La faute à une forte hausse des stocks sur les mois de janvier et février 2026, qui immobilise de la trésorerie, des ruptures sur des produits emblématiques et au coût des matières premières et de l'énergie. « Sur le fond, le chiffre d’affaires tourne autour de 32 millions d’euros en 2025 pour un point d'équilibre estimé à environ 36, précise-t-il. Et le résultat net cumulé sur la période 2018-2024 est d'environ 64 millions d’euros. On peut vendre plus et manquer de liquidités en même temps, c'est assez fréquent ». Sans oublier une crise de gouvernance avec le départ en avril 2026 du directeur général François Marciano et de son fils, directeur financier.
La reprise en SCOP
En juillet 2024, Duralex a été repris en coopérative par les salariés, une opération largement adossée à l'argent public puisque le repreneur a cédé les murs de l'usine à Orléans Métropole, qui a ensuite consenti à la Scop un crédit-bail de quinze ans, en plus d’une garantie bancaire publique d'environ 3 millions d’euros. « L'opération sera difficile à déboucler car ces actifs valent apparemment moins que prévu une fois pris en compte la dépollution et le désamiantage », analyse l’avocat.
Les salariés ont investi sous forme de parts sociales de la coopérative, c’est-à-dire qu’ils sont devenus salariés-associés (sociétaires) en acquérant ces parts du capital de Duralex SCOP SA. « Concrètement, environ 60 % de l'effectif sont entrés au capital lors de la création de la Scop, le 1er août 2024, avec des montants engagés entre 500 et 2.000 euros, analyse-t-il. On peut comprendre que beaucoup d'entre eux ont choisi de participer pour sauver leur emploi, sans trop s'assurer de la viabilité du projet ».
Une levée de fonds de 5 millions d'euros
Ensuite, une collecte en ligne a été lancée le 3 novembre 2025 sur la plateforme Lita, une levée de fonds de 5 millions d’euros, pour moderniser l'outil de production. « Un véritable succès populaire avec 15 millions d’euros de promesses en 24 heures et plus de 21 000 souscripteurs avec un ticket moyen autour de 910 euros», détaille-t-il. La promesse ? Une rémunération de 8 % par an promise par l'entreprise. Ces souscripteurs ont quant à eux souscrit des titres participatifs, c'est à dire des quasi-fonds propres très subordonnés.

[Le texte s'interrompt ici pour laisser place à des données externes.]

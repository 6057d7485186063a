use crate::domain::models::{DisplayStatus, TodoRecord};
use chrono::{DateTime, Utc};
use chrono_tz::Tz;
use std::collections::HashSet;

pub const ALL_DISPLAY_STATUSES: [DisplayStatus; 5] = [
    DisplayStatus::Pending,
    DisplayStatus::InProgress,
    DisplayStatus::Completed,
    DisplayStatus::Cancelled,
    DisplayStatus::Overdue,
];

/// List filter over display status and a free-text keyword. The default filter matches
/// everything.
#[derive(Debug, Clone, PartialEq, Eq)]
pub struct TodoFilter {
    statuses: HashSet<DisplayStatus>,
    keyword: String,
}

impl Default for TodoFilter {
    fn default() -> Self {
        Self {
            statuses: ALL_DISPLAY_STATUSES.into_iter().collect(),
            keyword: String::new(),
        }
    }
}

impl TodoFilter {
    /// Builds a filter from the `status` (comma separated) and `q` query values.
    pub fn parse(status: Option<&str>, keyword: Option<&str>) -> Result<Self, String> {
        let mut filter = Self::default().with_keyword(keyword.unwrap_or_default());
        if let Some(raw) = status.map(str::trim).filter(|raw| !raw.is_empty()) {
            let statuses = raw
                .split(',')
                .map(str::trim)
                .filter(|token| !token.is_empty())
                .map(|token| {
                    DisplayStatus::parse(token).ok_or_else(|| format!("unknown status filter '{token}'"))
                })
                .collect::<Result<Vec<_>, _>>()?;
            filter = filter.with_statuses(statuses);
        }
        Ok(filter)
    }

    pub fn with_statuses(mut self, statuses: impl IntoIterator<Item = DisplayStatus>) -> Self {
        self.statuses = statuses.into_iter().collect();
        self
    }

    pub fn with_keyword(mut self, keyword: impl Into<String>) -> Self {
        self.keyword = keyword.into().trim().to_string();
        self
    }

    pub fn includes(&self, status: DisplayStatus) -> bool {
        self.statuses.contains(&status)
    }

    pub fn matches(&self, record: &TodoRecord, tz: Tz, now: DateTime<Utc>) -> bool {
        self.includes(display_status_or_stored(record, tz, now)) && record.matches_keyword(&self.keyword)
    }

    pub fn apply<'a>(
        &self,
        records: &'a [TodoRecord],
        tz: Tz,
        now: DateTime<Utc>,
    ) -> Vec<&'a TodoRecord> {
        records
            .iter()
            .filter(|record| self.matches(record, tz, now))
            .collect()
    }
}

/// Display status, falling back to the stored status when the record's due fields no longer
/// resolve (for example a legacy custom slot with no time).
pub fn display_status_or_stored(record: &TodoRecord, tz: Tz, now: DateTime<Utc>) -> DisplayStatus {
    record
        .display_status(tz, now)
        .unwrap_or_else(|_| record.status.into())
}

#[cfg(test)]
mod tests {
    use super::*;
    use crate::domain::models::{TimeSlot, TodoStatus};
    use crate::domain::reminder::default_reminders;

    const TAIPEI: Tz = chrono_tz::Asia::Taipei;

    fn fixed_time(value: &str) -> DateTime<Utc> {
        DateTime::parse_from_rfc3339(value)
            .expect("valid datetime")
            .with_timezone(&Utc)
    }

    fn todo(id: &str, title: &str, due_date: &str, status: TodoStatus) -> TodoRecord {
        TodoRecord {
            id: id.to_string(),
            title: title.to_string(),
            description: format!("{title} details"),
            due_date: due_date.to_string(),
            time_slot: TimeSlot::Morning,
            custom_time: None,
            location: String::new(),
            status,
            reminders: default_reminders(),
            google_event_id: None,
            created_at: fixed_time("2026-01-01T00:00:00Z"),
            updated_at: fixed_time("2026-01-01T00:00:00Z"),
        }
    }

    fn ids(records: Vec<&TodoRecord>) -> Vec<&str> {
        records.into_iter().map(|record| record.id.as_str()).collect()
    }

    fn sample() -> Vec<TodoRecord> {
        vec![
            todo("a", "Renew passport", "2026-02-01", TodoStatus::Pending),
            todo("b", "Book dentist", "2026-09-01", TodoStatus::InProgress),
            todo("c", "Pay rent", "2026-02-01", TodoStatus::Completed),
            todo("d", "Return parcel", "2026-02-01", TodoStatus::Cancelled),
        ]
    }

    #[test]
    fn default_filter_matches_everything() {
        let records = sample();
        let now = fixed_time("2026-03-01T00:00:00Z");
        assert_eq!(ids(TodoFilter::default().apply(&records, TAIPEI, now)), vec!["a", "b", "c", "d"]);
    }

    #[test]
    fn overdue_filter_uses_display_status() {
        let records = sample();
        let now = fixed_time("2026-03-01T00:00:00Z");
        let filter = TodoFilter::parse(Some("overdue"), None).expect("parse filter");
        assert_eq!(ids(filter.apply(&records, TAIPEI, now)), vec!["a"]);

        let filter = TodoFilter::parse(Some("pending"), None).expect("parse filter");
        assert!(filter.apply(&records, TAIPEI, now).is_empty());
    }

    #[test]
    fn status_list_and_keyword_combine() {
        let records = sample();
        let now = fixed_time("2026-01-15T00:00:00Z");
        let filter = TodoFilter::parse(Some("pending, in-progress"), Some("  DENTIST ")).expect("parse filter");
        assert_eq!(ids(filter.apply(&records, TAIPEI, now)), vec!["b"]);
    }

    #[test]
    fn unknown_status_is_rejected() {
        assert!(TodoFilter::parse(Some("pending,archived"), None).is_err());
        assert_eq!(TodoFilter::parse(Some(" "), None).expect("blank"), TodoFilter::default());
    }

    #[test]
    fn unresolvable_record_falls_back_to_stored_status() {
        let mut broken = todo("x", "Broken", "2026-01-01", TodoStatus::InProgress);
        broken.time_slot = TimeSlot::Custom;
        let now = fixed_time("2026-06-01T00:00:00Z");
        assert_eq!(display_status_or_stored(&broken, TAIPEI, now), DisplayStatus::InProgress);
    }

    #[test]
    fn builder_helpers_narrow_filter() {
        let records = sample();
        let now = fixed_time("2026-03-01T00:00:00Z");
        let filter = TodoFilter::default()
            .with_statuses([DisplayStatus::Completed, DisplayStatus::Cancelled])
            .with_keyword("r");
        assert_eq!(ids(filter.apply(&records, TAIPEI, now)), vec!["c", "d"]);
    }
}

Avec le redressement, ces créances sont gelées pendant la procédure, et leur sort dépend du plan retenu par le tribunal : « Ces porteurs sont quasiment en bout de file, servis après les créanciers privilégiés et la plupart des autres, d'où un risque important de perte totale ou partielle, alerte Éric Gaftarnik. Seul lot de consolation, la réduction d'impôt de 18 % sur la mise initiale reste acquise ».